Können Sie einen Mitarbeiter zwingen, in den Ruhestand zu gehen, wenn Sie sich nicht auf ein Renteneintrittsalter geeinigt haben? Sie sollten ein vereinbartes Renteneintrittsalter einführen, wenn Sie noch keins haben. Legen Sie das „normale” Rentenalter für Personen in Ihrer Branche fest und implementieren Sie Folgendes: Wenn Sie ihren Vertrag kündigen oder Ihr Vertrag gekündigt wird, endet Ihre aktive Teilnahme an den Plänen und Sie müssen entscheiden, was mit Ihrer ATRF-Leistung geschehen soll. Ihre Leistungsentscheidungen hängen von Ihrem Alter ab und davon, ob Sie über genügend rentenfähige Leistungen verfügen, um Anspruch auf Rente zu haben. Sie als Arbeitgeber dürfen einem Arbeitnehmer erlauben, über sein Rentenalter hinaus zu arbeiten. Der Arbeitnehmer, der das vorgegebene Alter überschritten hat, kann jederzeit entlassen werden, sofern der Grund dafür ist, dass er das „normale Rentenalter” überschritten hat.
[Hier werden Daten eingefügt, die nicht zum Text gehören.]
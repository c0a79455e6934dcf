mod store;

pub use store::{find_by_id, find_by_name, resolve_or_create};
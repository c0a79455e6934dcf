use url::Url;

#[derive(Debug, Clone, Copy, PartialEq, Eq)]
pub enum LogFormat {
    Pretty,
    Json,
}

#[derive(Debug, Clone)]
pub struct AppConfig {
    pub database_url: String,
    pub bind_addr: String,
    /// Prefix for `Location` headers and `_links` hrefs.
    pub base_url: String,
    pub log_format: LogFormat,
    pub db_max_connections: u32,
}

impl AppConfig {
    pub fn from_env() -> Self {
        let mut config = Self::default();

        if let Ok(value) = std::env::var("DATABASE_URL")
            && !value.trim().is_empty()
        {
            config.database_url = value;
        }
        if let Ok(value) = std::env::var("REGISTRY_BIND_ADDR")
            && !value.trim().is_empty()
        {
            config.bind_addr = value;
        }
        config.base_url = match std::env::var("REGISTRY_BASE_URL") {
            Ok(value) if Url::parse(value.trim()).is_ok_and(|url| !url.cannot_be_a_base()) => {
                value.trim().trim_end_matches('/').to_string()
            }
            _ => format!("http://{}", config.bind_addr),
        };
        if let Ok(value) = std::env::var("REGISTRY_LOG_FORMAT") {
            match value.to_ascii_lowercase().as_str() {
                "json" => config.log_format = LogFormat::Json,
                "pretty" => config.log_format = LogFormat::Pretty,
                _ => {}
            }
        }
        if let Ok(value) = std::env::var("REGISTRY_DB_MAX_CONNECTIONS")
            && let Ok(parsed) = value.parse::<u32>()
        {
            config.db_max_connections = parsed.max(1);
        }

        config
    }
}

impl Default for AppConfig {
    fn default() -> Self {
        let bind_addr = "127.0.0.1:9292".to_string();
        Self {
            database_url: "sqlite:registry.db".to_string(),
            base_url: format!("http://{bind_addr}"),
            bind_addr,
            log_format: LogFormat::Pretty,
            db_max_connections: 5,
        }
    }
}
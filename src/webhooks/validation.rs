use std::collections::BTreeMap;

use axum::http::HeaderName;
use base64::{Engine as _, engine::general_purpose::URL_SAFE_NO_PAD};
use url::Url;
use uuid::Uuid;

use crate::types::{
    PacticipantRef, ValidationErrors, WebhookAttributes, WebhookEvent, WebhookRequest,
};

pub const ALLOWED_METHODS: [&str; 5] = ["GET", "POST", "PUT", "PATCH", "DELETE"];

const MAX_UUID_LEN: usize = 128;
const MAX_EVENT_NAME_LEN: usize = 100;

/// Participant names taken from the request path. They take precedence over
/// any `consumer` / `provider` objects in the body.
#[derive(Debug, Clone, Default, PartialEq, Eq)]
pub struct WebhookScope {
    pub consumer: Option<String>,
    pub provider: Option<String>,
}

/// How the webhook's identifier is chosen.
#[derive(Debug, Clone, PartialEq, Eq)]
pub enum IdAssignment {
    /// POST: the registry generates a fresh id.
    Generate,
    /// PUT: the id from the path is used verbatim and creation is idempotent.
    Explicit(String),
}

/// A webhook that passed validation, ready to be persisted.
#[derive(Debug, Clone, PartialEq)]
pub struct NewWebhook {
    pub uuid: String,
    pub description: String,
    pub enabled: bool,
    pub events: Vec<WebhookEvent>,
    pub request: WebhookRequest,
    pub consumer_name: Option<String>,
    pub provider_name: Option<String>,
}

/// Validates submitted attributes, collecting every failure before returning.
pub fn validate(
    attrs: &WebhookAttributes,
    scope: &WebhookScope,
    id: &IdAssignment,
) -> Result<NewWebhook, ValidationErrors> {
    let mut errors = ValidationErrors::new();

    let uuid = match id {
        IdAssignment::Generate => generate_uuid(),
        IdAssignment::Explicit(uuid) => {
            validate_uuid(&mut errors, uuid);
            uuid.clone()
        }
    };

    let description = match attrs.description.as_deref() {
        Some(value) if !value.trim().is_empty() => value.to_string(),
        Some(_) => {
            errors.add("description", "cannot be blank");
            String::new()
        }
        None => {
            errors.add("description", "is required");
            String::new()
        }
    };

    let events = validate_events(&mut errors, attrs);
    let request = validate_request(&mut errors, attrs);

    let consumer_name = scoped_name(
        &mut errors,
        "consumer",
        scope.consumer.as_deref(),
        attrs.consumer.as_ref(),
    );
    let provider_name = scoped_name(
        &mut errors,
        "provider",
        scope.provider.as_deref(),
        attrs.provider.as_ref(),
    );

    errors.into_result()?;

    Ok(NewWebhook {
        uuid,
        description,
        enabled: attrs.enabled.unwrap_or(true),
        events,
        request,
        consumer_name,
        provider_name,
    })
}

/// 22-character URL-safe identifier derived from a random v4 UUID.
pub fn generate_uuid() -> String {
    URL_SAFE_NO_PAD.encode(Uuid::new_v4().as_bytes())
}

fn validate_uuid(errors: &mut ValidationErrors, uuid: &str) {
    if uuid.is_empty() {
        errors.add("uuid", "cannot be blank");
    } else if uuid.len() > MAX_UUID_LEN {
        errors.add("uuid", format!("must be at most {MAX_UUID_LEN} characters"));
    } else if !uuid
        .bytes()
        .all(|b| b.is_ascii_alphanumeric() || b == b'-' || b == b'_')
    {
        errors.add("uuid", "may only contain letters, digits, '-' and '_'");
    }
}

fn validate_events(errors: &mut ValidationErrors, attrs: &WebhookAttributes) -> Vec<WebhookEvent> {
    let Some(events) = attrs.events.as_ref() else {
        errors.add("events", "is required");
        return Vec::new();
    };
    if events.is_empty() {
        errors.add("events", "must contain at least one event");
        return Vec::new();
    }

    let mut validated = Vec::with_capacity(events.len());
    for (index, event) in events.iter().enumerate() {
        let field = format!("events[{index}].name");
        match event.name.as_deref() {
            None => errors.add(field, "is required"),
            Some(name) if !is_recognized_event_name(name.trim()) => errors.add(
                field,
                format!("'{name}' is not a recognized event name (use lowercase snake_case)"),
            ),
            Some(name) => validated.push(WebhookEvent {
                name: name.to_string(),
            }),
        }
    }
    validated
}

fn is_recognized_event_name(name: &str) -> bool {
    let mut bytes = name.bytes();
    let Some(first) = bytes.next() else {
        return false;
    };
    name.len() <= MAX_EVENT_NAME_LEN
        && first.is_ascii_lowercase()
        && bytes.all(|b| b.is_ascii_lowercase() || b.is_ascii_digit() || b == b'_')
}

fn validate_request(errors: &mut ValidationErrors, attrs: &WebhookAttributes) -> WebhookRequest {
    let mut request = WebhookRequest {
        method: String::new(),
        url: String::new(),
        headers: BTreeMap::new(),
        body: None,
    };

    let Some(attrs) = attrs.request.as_ref() else {
        errors.add("request", "is required");
        return request;
    };

    match attrs.method.as_deref() {
        None => errors.add("request.method", "is required"),
        Some(method) if method.trim().is_empty() => errors.add("request.method", "is required"),
        Some(method) => {
            let upper = method.trim().to_ascii_uppercase();
            if ALLOWED_METHODS.contains(&upper.as_str()) {
                request.method = method.to_string();
            } else {
                errors.add(
                    "request.method",
                    format!("'{method}' is not one of {}", ALLOWED_METHODS.join(", ")),
                );
            }
        }
    }

    match attrs.url.as_deref() {
        None => errors.add("request.url", "is required"),
        Some(raw) if raw.trim().is_empty() => errors.add("request.url", "is required"),
        Some(raw) => match Url::parse(raw.trim()) {
            Ok(parsed) if matches!(parsed.scheme(), "http" | "https") && parsed.has_host() => {
                request.url = raw.to_string();
            }
            Ok(_) => errors.add("request.url", "must be an absolute http or https URL"),
            Err(err) => errors.add("request.url", format!("is not a valid URL: {err}")),
        },
    }

    if let Some(headers) = attrs.headers.as_ref() {
        for name in headers.keys() {
            if HeaderName::from_bytes(name.as_bytes()).is_err() {
                errors.add("request.headers", format!("'{name}' is not a valid header name"));
            }
        }
        request.headers = headers.clone();
    }

    request.body = attrs.body.clone();
    request
}

fn scoped_name(
    errors: &mut ValidationErrors,
    role: &str,
    from_path: Option<&str>,
    from_body: Option<&PacticipantRef>,
) -> Option<String> {
    if let Some(name) = from_path {
        let name = name.trim();
        if name.is_empty() {
            errors.add(role, "cannot be blank");
            return None;
        }
        return Some(name.to_string());
    }

    let reference = from_body?;
    match reference.name.as_deref().map(str::trim) {
        Some(name) if !name.is_empty() => Some(name.to_string()),
        Some(_) => {
            errors.add(format!("{role}.name"), "cannot be blank");
            None
        }
        None => {
            errors.add(format!("{role}.name"), "is required");
            None
        }
    }
}
#![allow(clippy::expect_used, clippy::unwrap_used)]

use axum::{
    Router,
    body::Body,
    http::{
        Method, Request, StatusCode,
        header::{CONTENT_TYPE, LOCATION},
    },
};
use http_body_util::BodyExt;
use pact_registry::{app, config::AppConfig, db, hal::HAL_JSON, state::AppState};
use serde_json::{Value, json};
use sqlx::SqlitePool;
use tempfile::NamedTempFile;
use tower::ServiceExt;

const PACT_PATH: &str = "/pacts/provider/Some%20Provider/consumer/Some%20Consumer/version/1.0.0";

struct TestApp {
    app: Router,
    pool: SqlitePool,
    _db_file: NamedTempFile,
}

async fn setup() -> TestApp {
    let db_file = NamedTempFile::new().expect("create temp sqlite file");
    let url = format!("sqlite://{}", db_file.path().display());
    let pool = db::connect(&url, 4).await.expect("connect sqlite");

    let config = AppConfig {
        base_url: "http://example.org".to_string(),
        ..AppConfig::default()
    };
    let app = app(AppState {
        pool: pool.clone(),
        config,
    });

    TestApp {
        app,
        pool,
        _db_file: db_file,
    }
}

async fn send(
    app: &Router,
    method: Method,
    uri: &str,
    body: Option<String>,
) -> (StatusCode, Option<String>, String, Value) {
    let request = Request::builder()
        .method(method)
        .uri(uri)
        .header(CONTENT_TYPE, "application/json")
        .body(body.map(Body::from).unwrap_or_else(Body::empty))
        .unwrap();

    let response = app.clone().oneshot(request).await.unwrap();
    let status = response.status();
    let location = response
        .headers()
        .get(LOCATION)
        .map(|v| v.to_str().unwrap().to_string());
    let content_type = response
        .headers()
        .get(CONTENT_TYPE)
        .map(|v| v.to_str().unwrap().to_string())
        .unwrap_or_default();
    let bytes = response.into_body().collect().await.unwrap().to_bytes();
    let body = serde_json::from_slice(&bytes).expect("response body is JSON");

    (status, location, content_type, body)
}

fn pact_content() -> Value {
    json!({
        "consumer": { "name": "Some Consumer" },
        "provider": { "name": "Some Provider" },
        "interactions": [{ "description": "a request for something" }]
    })
}

async fn count(pool: &SqlitePool, table: &str) -> i64 {
    sqlx::query_scalar(&format!("SELECT COUNT(*) FROM {table}"))
        .fetch_one(pool)
        .await
        .unwrap()
}

#[tokio::test]
async fn first_publication_returns_201_with_location() {
    let test = setup().await;

    let (status, location, content_type, body) =
        send(&test.app, Method::PUT, PACT_PATH, Some(pact_content().to_string())).await;

    assert_eq!(status, StatusCode::CREATED);
    assert_eq!(content_type, HAL_JSON);
    assert_eq!(
        location.as_deref(),
        Some(format!("http://example.org{PACT_PATH}").as_str())
    );
    assert_eq!(body["interactions"], pact_content()["interactions"]);
    assert!(body["createdAt"].is_string());
    assert_eq!(
        body["_links"]["pb:consumer"]["href"],
        json!("http://example.org/pacticipants/Some%20Consumer")
    );
}

#[tokio::test]
async fn republication_overwrites_content_and_keeps_created_at() {
    let test = setup().await;
    let mut updated = pact_content();
    updated["interactions"] = json!([]);

    let (_, _, _, first) =
        send(&test.app, Method::PUT, PACT_PATH, Some(pact_content().to_string())).await;
    let (status, location, _, second) =
        send(&test.app, Method::PUT, PACT_PATH, Some(updated.to_string())).await;

    assert_eq!(status, StatusCode::OK);
    assert_eq!(location, None);
    assert_eq!(second["createdAt"], first["createdAt"]);
    assert_eq!(second["interactions"], json!([]));
    assert_eq!(count(&test.pool, "pacts").await, 1);

    let (status, _, _, fetched) = send(&test.app, Method::GET, PACT_PATH, None).await;
    assert_eq!(status, StatusCode::OK);
    assert_eq!(fetched["interactions"], json!([]));
}

#[tokio::test]
async fn malformed_content_is_rejected_without_writes() {
    let test = setup().await;

    let (status, _, content_type, body) =
        send(&test.app, Method::PUT, PACT_PATH, Some("{ not json".to_string())).await;

    assert_eq!(status, StatusCode::BAD_REQUEST);
    assert_eq!(content_type, HAL_JSON);
    assert!(body["errors"]["content"].is_array());
    assert_eq!(count(&test.pool, "pacticipants").await, 0);
    assert_eq!(count(&test.pool, "versions").await, 0);
    assert_eq!(count(&test.pool, "pacts").await, 0);
}

#[tokio::test]
async fn mismatched_consumer_name_is_rejected() {
    let test = setup().await;
    let mut content = pact_content();
    content["consumer"] = json!({ "name": "Someone Else" });

    let (status, _, _, body) =
        send(&test.app, Method::PUT, PACT_PATH, Some(content.to_string())).await;

    assert_eq!(status, StatusCode::BAD_REQUEST);
    assert!(body["errors"]["consumer.name"].is_array());
}

#[tokio::test]
async fn unknown_pact_returns_404() {
    let test = setup().await;

    let (status, _, content_type, body) = send(&test.app, Method::GET, PACT_PATH, None).await;

    assert_eq!(status, StatusCode::NOT_FOUND);
    assert_eq!(content_type, HAL_JSON);
    assert_eq!(body["code"], json!("not_found"));
}

#[tokio::test]
async fn publishing_creates_pacticipants_visible_by_name() {
    let test = setup().await;

    send(&test.app, Method::PUT, PACT_PATH, Some(pact_content().to_string())).await;
    let (status, _, _, body) =
        send(&test.app, Method::GET, "/pacticipants/some%20provider", None).await;

    assert_eq!(status, StatusCode::OK);
    assert_eq!(body["name"], json!("Some Provider"));
    assert_eq!(
        body["_links"]["self"]["href"],
        json!("http://example.org/pacticipants/Some%20Provider")
    );
}

#[tokio::test]
async fn unknown_pacticipant_returns_404_without_creating_it() {
    let test = setup().await;

    let (status, _, _, _) = send(&test.app, Method::GET, "/pacticipants/Nobody", None).await;

    assert_eq!(status, StatusCode::NOT_FOUND);
    assert_eq!(count(&test.pool, "pacticipants").await, 0);
}
use axum::{
    Router,
    routing::{get, post},
};

use crate::{
    handlers::{
        pacticipants::get_pacticipant_handler,
        pacts::{get_pact_handler, publish_pact_handler},
        webhooks::{
            create_consumer_webhook_handler, create_provider_consumer_webhook_handler,
            create_provider_webhook_handler, create_webhook_handler, get_webhook_handler,
            list_webhooks_handler, put_webhook_handler,
        },
    },
    state::AppState,
};

pub fn app(state: AppState) -> Router {
    Router::new()
        .route(
            "/webhooks",
            get(list_webhooks_handler).post(create_webhook_handler),
        )
        .route(
            "/webhooks/:uuid",
            get(get_webhook_handler).put(put_webhook_handler),
        )
        .route(
            "/webhooks/provider/:provider_name/consumer/:consumer_name",
            post(create_provider_consumer_webhook_handler),
        )
        .route(
            "/webhooks/provider/:provider_name",
            post(create_provider_webhook_handler),
        )
        .route(
            "/webhooks/consumer/:consumer_name",
            post(create_consumer_webhook_handler),
        )
        .route(
            "/pacts/provider/:provider_name/consumer/:consumer_name/version/:consumer_version",
            get(get_pact_handler).put(publish_pact_handler),
        )
        .route("/pacticipants/:name", get(get_pacticipant_handler))
        .with_state(state)
}
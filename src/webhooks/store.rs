use std::collections::BTreeMap;

use serde_json::Value;
use sqlx::{SqliteConnection, SqlitePool};

use crate::db::{StoreError, now_utc, parse_uuid};
use crate::pacticipants;
use crate::types::{Pacticipant, Webhook, WebhookAttributes, WebhookEvent, WebhookRequest};

use super::validation::{IdAssignment, NewWebhook, WebhookScope, validate};

#[derive(Debug, Clone)]
pub struct CreatedWebhook {
    pub webhook: Webhook,
    /// False when an explicit-id request matched an identical existing webhook.
    pub created: bool,
}

/// Validates and persists a webhook.
///
/// Validation completes before any write. Provider, then consumer, are resolved
/// (and created if unknown) in the same transaction as the webhook insert.
/// With [`IdAssignment::Explicit`] a repeated request with identical attributes
/// returns the stored webhook; differing attributes are a conflict.
pub async fn create_webhook(
    pool: &SqlitePool,
    attrs: &WebhookAttributes,
    scope: &WebhookScope,
    id: &IdAssignment,
) -> Result<CreatedWebhook, StoreError> {
    let new = validate(attrs, scope, id)?;

    let events: Vec<&str> = new.events.iter().map(|e| e.name.as_str()).collect();
    let events = serde_json::to_string(&events)
        .map_err(|err| StoreError::Parse(format!("invalid events JSON: {err}")))?;
    let headers = serde_json::to_string(&new.request.headers)
        .map_err(|err| StoreError::Parse(format!("invalid headers JSON: {err}")))?;
    let body = match &new.request.body {
        Some(body) => Some(
            serde_json::to_string(body)
                .map_err(|err| StoreError::Parse(format!("invalid body JSON: {err}")))?,
        ),
        None => None,
    };

    let now = now_utc();
    let mut tx = pool.begin().await?;

    let provider = match new.provider_name.as_deref() {
        Some(name) => Some(pacticipants::resolve_or_create(&mut *tx, name).await?),
        None => None,
    };
    let consumer = match new.consumer_name.as_deref() {
        Some(name) => Some(pacticipants::resolve_or_create(&mut *tx, name).await?),
        None => None,
    };

    let inserted = sqlx::query(
        r"
        INSERT INTO webhooks (
            uuid,
            description,
            enabled,
            events,
            method,
            url,
            headers,
            body,
            consumer_id,
            provider_id,
            created_at,
            updated_at
        )
        VALUES (?, ?, ?, ?, ?, ?, ?, ?, ?, ?, ?, ?)
        ON CONFLICT (uuid) DO NOTHING
        ",
    )
    .bind(&new.uuid)
    .bind(&new.description)
    .bind(new.enabled)
    .bind(&events)
    .bind(&new.request.method)
    .bind(&new.request.url)
    .bind(&headers)
    .bind(&body)
    .bind(consumer.as_ref().map(|p| p.id.to_string()))
    .bind(provider.as_ref().map(|p| p.id.to_string()))
    .bind(&now)
    .bind(&now)
    .execute(&mut *tx)
    .await?;

    let webhook = fetch_webhook(&mut *tx, &new.uuid)
        .await?
        .ok_or_else(|| StoreError::NotFound(format!("webhook {} not found", new.uuid)))?;

    let created = inserted.rows_affected() > 0;
    if !created && !same_attributes(&webhook, &new, consumer.as_ref(), provider.as_ref()) {
        return Err(StoreError::Conflict(format!(
            "webhook {} already exists with different attributes",
            new.uuid
        )));
    }

    tx.commit().await?;

    if created {
        tracing::info!(
            webhook = %webhook.uuid,
            consumer = webhook.consumer.as_ref().map(|p| p.name.as_str()),
            provider = webhook.provider.as_ref().map(|p| p.name.as_str()),
            "webhook created"
        );
    } else {
        tracing::debug!(webhook = %webhook.uuid, "webhook already exists, returning stored copy");
    }

    Ok(CreatedWebhook { webhook, created })
}

pub async fn find_webhook(pool: &SqlitePool, uuid: &str) -> Result<Webhook, StoreError> {
    let mut conn = pool.acquire().await?;
    fetch_webhook(&mut *conn, uuid)
        .await?
        .ok_or_else(|| StoreError::NotFound("webhook not found".to_string()))
}

pub async fn list_webhooks(pool: &SqlitePool) -> Result<Vec<Webhook>, StoreError> {
    let rows = sqlx::query_as::<_, WebhookRow>(&format!(
        "{SELECT_WEBHOOK} ORDER BY w.created_at ASC, w.uuid ASC"
    ))
    .fetch_all(pool)
    .await?;

    rows.into_iter().map(Webhook::try_from).collect()
}

const SELECT_WEBHOOK: &str = "SELECT \
        w.uuid, \
        w.description, \
        w.enabled, \
        w.events, \
        w.method, \
        w.url, \
        w.headers, \
        w.body, \
        w.created_at, \
        w.updated_at, \
        c.id AS consumer_id, \
        c.name AS consumer_name, \
        c.created_at AS consumer_created_at, \
        p.id AS provider_id, \
        p.name AS provider_name, \
        p.created_at AS provider_created_at \
    FROM webhooks w \
    LEFT JOIN pacticipants c ON c.id = w.consumer_id \
    LEFT JOIN pacticipants p ON p.id = w.provider_id";

async fn fetch_webhook(
    conn: &mut SqliteConnection,
    uuid: &str,
) -> Result<Option<Webhook>, StoreError> {
    let row = sqlx::query_as::<_, WebhookRow>(&format!("{SELECT_WEBHOOK} WHERE w.uuid = ?"))
        .bind(uuid)
        .fetch_optional(&mut *conn)
        .await?;

    row.map(Webhook::try_from).transpose()
}

fn same_attributes(
    existing: &Webhook,
    new: &NewWebhook,
    consumer: Option<&Pacticipant>,
    provider: Option<&Pacticipant>,
) -> bool {
    existing.description == new.description
        && existing.enabled == new.enabled
        && existing.events == new.events
        && existing.request == new.request
        && existing.consumer.as_ref().map(|p| p.id) == consumer.map(|p| p.id)
        && existing.provider.as_ref().map(|p| p.id) == provider.map(|p| p.id)
}

#[derive(sqlx::FromRow)]
struct WebhookRow {
    uuid: String,
    description: String,
    enabled: bool,
    events: String,
    method: String,
    url: String,
    headers: String,
    body: Option<String>,
    created_at: String,
    updated_at: String,
    consumer_id: Option<String>,
    consumer_name: Option<String>,
    consumer_created_at: Option<String>,
    provider_id: Option<String>,
    provider_name: Option<String>,
    provider_created_at: Option<String>,
}

impl TryFrom<WebhookRow> for Webhook {
    type Error = StoreError;

    fn try_from(row: WebhookRow) -> Result<Self, Self::Error> {
        let events: Vec<String> = serde_json::from_str(&row.events)
            .map_err(|err| StoreError::Parse(format!("invalid events JSON: {err}")))?;
        let headers: BTreeMap<String, String> = serde_json::from_str(&row.headers)
            .map_err(|err| StoreError::Parse(format!("invalid headers JSON: {err}")))?;
        let body = match row.body.as_deref() {
            Some(raw) => Some(
                serde_json::from_str::<Value>(raw)
                    .map_err(|err| StoreError::Parse(format!("invalid body JSON: {err}")))?,
            ),
            None => None,
        };

        Ok(Webhook {
            uuid: row.uuid,
            description: row.description,
            enabled: row.enabled,
            events: events.into_iter().map(|name| WebhookEvent { name }).collect(),
            request: WebhookRequest {
                method: row.method,
                url: row.url,
                headers,
                body,
            },
            consumer: joined_pacticipant(
                row.consumer_id,
                row.consumer_name,
                row.consumer_created_at,
            )?,
            provider: joined_pacticipant(
                row.provider_id,
                row.provider_name,
                row.provider_created_at,
            )?,
            created_at: row.created_at,
            updated_at: row.updated_at,
        })
    }
}

fn joined_pacticipant(
    id: Option<String>,
    name: Option<String>,
    created_at: Option<String>,
) -> Result<Option<Pacticipant>, StoreError> {
    let (Some(id), Some(name), Some(created_at)) = (id, name, created_at) else {
        return Ok(None);
    };
    Ok(Some(Pacticipant {
        id: parse_uuid("pacticipant id", &id)?,
        name,
        created_at,
    }))
}
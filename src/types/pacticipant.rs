use serde::{Deserialize, Serialize};
use specta::Type;
use uuid::Uuid;

use super::resource_url;

/// A named party in a contract, either consumer or provider.
#[derive(Debug, Clone, PartialEq, Eq, Serialize, Deserialize, Type)]
pub struct Pacticipant {
    pub id: Uuid,
    pub name: String,
    pub created_at: String,
}

/// A release of a consumer. `number` is only unique within its pacticipant.
#[derive(Debug, Clone, PartialEq, Eq, Serialize, Deserialize, Type)]
pub struct Version {
    pub id: Uuid,
    pub pacticipant_id: Uuid,
    pub number: String,
    pub created_at: String,
}

#[derive(Debug, Clone, PartialEq, Eq, Serialize, Deserialize, Type)]
pub struct PacticipantName {
    pub name: String,
}

#[derive(Debug, Clone, PartialEq, Eq, Serialize, Deserialize, Type)]
pub struct Link {
    pub href: String,
    #[serde(skip_serializing_if = "Option::is_none")]
    pub title: Option<String>,
}

#[derive(Debug, Clone, Serialize, Deserialize, Type)]
pub struct PacticipantLinks {
    #[serde(rename = "self")]
    pub self_link: Link,
}

#[derive(Debug, Clone, Serialize, Deserialize, Type)]
#[serde(rename_all = "camelCase")]
pub struct PacticipantResponse {
    pub name: String,
    pub created_at: String,
    #[serde(rename = "_links")]
    pub links: PacticipantLinks,
}

impl PacticipantResponse {
    pub fn new(pacticipant: &Pacticipant, base_url: &str) -> Self {
        Self {
            name: pacticipant.name.clone(),
            created_at: pacticipant.created_at.clone(),
            links: PacticipantLinks {
                self_link: pacticipant_link(pacticipant, base_url),
            },
        }
    }
}

pub fn pacticipant_link(pacticipant: &Pacticipant, base_url: &str) -> Link {
    Link {
        href: resource_url(base_url, &["pacticipants", &pacticipant.name]),
        title: Some(pacticipant.name.clone()),
    }
}
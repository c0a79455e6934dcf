use std::str::FromStr;
use std::time::Duration;

use chrono::{DateTime, SecondsFormat, Utc};
use sqlx::{
    SqlitePool,
    migrate::Migrator,
    sqlite::{SqliteConnectOptions, SqlitePoolOptions},
};
use uuid::Uuid;

use crate::types::ValidationErrors;

pub static MIGRATOR: Migrator = sqlx::migrate!("./migrations");

#[derive(Debug, thiserror::Error)]
pub enum StoreError {
    #[error("database error: {0}")]
    Db(#[from] sqlx::Error),
    #[error("validation failed: {0}")]
    Invalid(ValidationErrors),
    #[error("{0}")]
    Conflict(String),
    #[error("{0}")]
    NotFound(String),
    #[error("{0}")]
    Parse(String),
}

impl From<ValidationErrors> for StoreError {
    fn from(errors: ValidationErrors) -> Self {
        Self::Invalid(errors)
    }
}

/// Opens a pool with foreign keys enforced on every connection and applies
/// pending migrations.
pub async fn connect(database_url: &str, max_connections: u32) -> Result<SqlitePool, sqlx::Error> {
    let options = SqliteConnectOptions::from_str(database_url)?
        .create_if_missing(true)
        .foreign_keys(true)
        .busy_timeout(Duration::from_secs(5));

    let pool = SqlitePoolOptions::new()
        .max_connections(max_connections)
        .connect_with(options)
        .await?;

    MIGRATOR.run(&pool).await?;

    Ok(pool)
}

pub(crate) fn format_utc(value: DateTime<Utc>) -> String {
    value.to_rfc3339_opts(SecondsFormat::Micros, true)
}

pub(crate) fn now_utc() -> String {
    format_utc(Utc::now())
}

pub(crate) fn parse_uuid(field: &str, value: &str) -> Result<Uuid, StoreError> {
    Uuid::parse_str(value).map_err(|err| StoreError::Parse(format!("invalid {field}: {err}")))
}
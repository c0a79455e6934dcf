use axum::{
    http::{HeaderValue, StatusCode, header::CONTENT_TYPE},
    response::{IntoResponse, Response},
};
use serde::Serialize;

pub const HAL_JSON: &str = "application/hal+json;charset=utf-8";

/// JSON body served with the HAL media type.
pub struct Hal<T>(pub T);

impl<T: Serialize> IntoResponse for Hal<T> {
    fn into_response(self) -> Response {
        match serde_json::to_vec(&self.0) {
            Ok(bytes) => (
                [(CONTENT_TYPE, HeaderValue::from_static(HAL_JSON))],
                bytes,
            )
                .into_response(),
            Err(err) => {
                tracing::error!(error = %err, "failed to serialize response body");
                (
                    StatusCode::INTERNAL_SERVER_ERROR,
                    [(CONTENT_TYPE, HeaderValue::from_static(HAL_JSON))],
                    r#"{"code":"internal","message":"failed to serialize response"}"#,
                )
                    .into_response()
            }
        }
    }
}
mod store;
mod validation;

pub use store::{PublishPact, PublishedPact, create_or_update, find_view, to_view};
pub use validation::validate_publication;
Ein Arbeitgeber kann jedoch weiterhin ein Renteneintrittsalter festlegen, wenn er die Notwendigkeit rechtlich nachweisen kann, aber dies kann schwierig sein. Das in den Regeln Ihrer Pensionskasse ermittelte Rentenalter stellt möglicherweise nicht unbedingt ein vereinbartes Rentenalter dar. Es ist klüger, ein Renteneintrittsalter in den Vertrag aufzunehmen oder auf die Regeln Ihres Fonds im Vertrag bezug zu nehmen. Es gibt keine gesetzliche Vorschrift, die das Rentenalter vorschreibt, aber das allgemein akzeptierte Alter für den Ruhestand beträgt 60 0r 65 Jahre. Informieren Sie Ihre Mitarbeiter aus Höflichkeit, dass sie sich dem Rentenalter nähern.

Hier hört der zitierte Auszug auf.